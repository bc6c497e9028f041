//! Iris Server Binary - Signal Message Receiver
//!
//! Receiver untuk pesan berbasis SIGUSR1/SIGUSR2:
//! - Publish PID sekali di startup, setelah handler terpasang
//! - Handler hanya enqueue event; assembly jalan di main loop
//! - Block selamanya, print setiap pesan sebagai satu baris di stdout
//!
//! Usage:
//!   cargo run --release --bin iris_server [OPTIONS]
//!
//! # Options
//!
//! - `--verbose` - Print per-message stats ke stderr

use std::io;
use std::process;

use iris::channel::{own_pid, ChannelError, Listener};

/// Server configuration
struct ServerConfig {
    verbose: bool,
}

impl Default for ServerConfig {
    fn default() -> Self {
        Self { verbose: false }
    }
}

fn print_usage() {
    println!("Iris Server - Signal Message Receiver\n");
    println!("Usage: iris_server [OPTIONS]\n");
    println!("Options:");
    println!("  -v, --verbose   Print per-message stats to stderr");
    println!("  -h, --help      Show this help");
}

fn parse_args() -> ServerConfig {
    let args: Vec<String> = std::env::args().collect();
    let mut config = ServerConfig::default();

    let mut i = 1;
    while i < args.len() {
        match args[i].as_str() {
            "--verbose" | "-v" => {
                config.verbose = true;
            }
            "--help" | "-h" => {
                print_usage();
                process::exit(0);
            }
            other => {
                println!("Unknown option: {}", other);
                print_usage();
                process::exit(1);
            }
        }
        i += 1;
    }

    config
}

/// Drain + suspend loop dengan stats line setiap kali ada pesan keluar
fn run_verbose<W: io::Write>(listener: &mut Listener, out: &mut W) -> Result<(), ChannelError> {
    let wait = listener.block_events()?;
    loop {
        if listener.poll(out)? > 0 {
            let s = listener.stats();
            eprintln!(
                "[stats] messages={} bytes={} events={} dropped={} forced_flushes={}",
                s.messages_emitted, s.bytes_emitted, s.events_consumed, s.events_dropped,
                s.forced_flushes
            );
        }
        wait.wait();
    }
}

fn main() {
    let config = parse_args();

    let mut listener = match Listener::install() {
        Ok(listener) => listener,
        Err(e) => {
            eprintln!("iris_server: {}", e);
            process::exit(1);
        }
    };

    if config.verbose {
        eprintln!("🛰  Iris server ready - send with: iris_client <pid> <message>");
    }

    // Handler sudah terpasang: event apa pun setelah baris ini tercatat
    println!("{}", own_pid());

    let stdout = io::stdout();
    let mut out = stdout.lock();

    let result = if config.verbose {
        run_verbose(&mut listener, &mut out)
    } else {
        listener.run(&mut out)
    };

    if let Err(e) = result {
        eprintln!("iris_server: {}", e);
        process::exit(1);
    }
}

Exercise – Transcribe the entries above word for word, from the first line through the line containing "fn default() ->", and nothing else.

Solution to the problem –
repository bc6c497e9028f041
//! Iris Server Binary - Signal Message Receiver
//!
//! Receiver untuk pesan berbasis SIGUSR1/SIGUSR2:
//! - Publish PID sekali di startup, setelah handler terpasang
//! - Handler hanya enqueue event; assembly jalan di main loop
//! - Block selamanya, print setiap pesan sebagai satu baris di stdout
//!
//! Usage:
//!   cargo run --release --bin iris_server [OPTIONS]
//!
//! # Options
//!
//! - `--verbose` - Print per-message stats ke stderr

use std::io;
use std::process;

use iris::channel::{own_pid, ChannelError, Listener};

/// Server configuration
struct ServerConfig {
    verbose: bool,
}

impl Default for ServerConfig {
    fn default() -> Self {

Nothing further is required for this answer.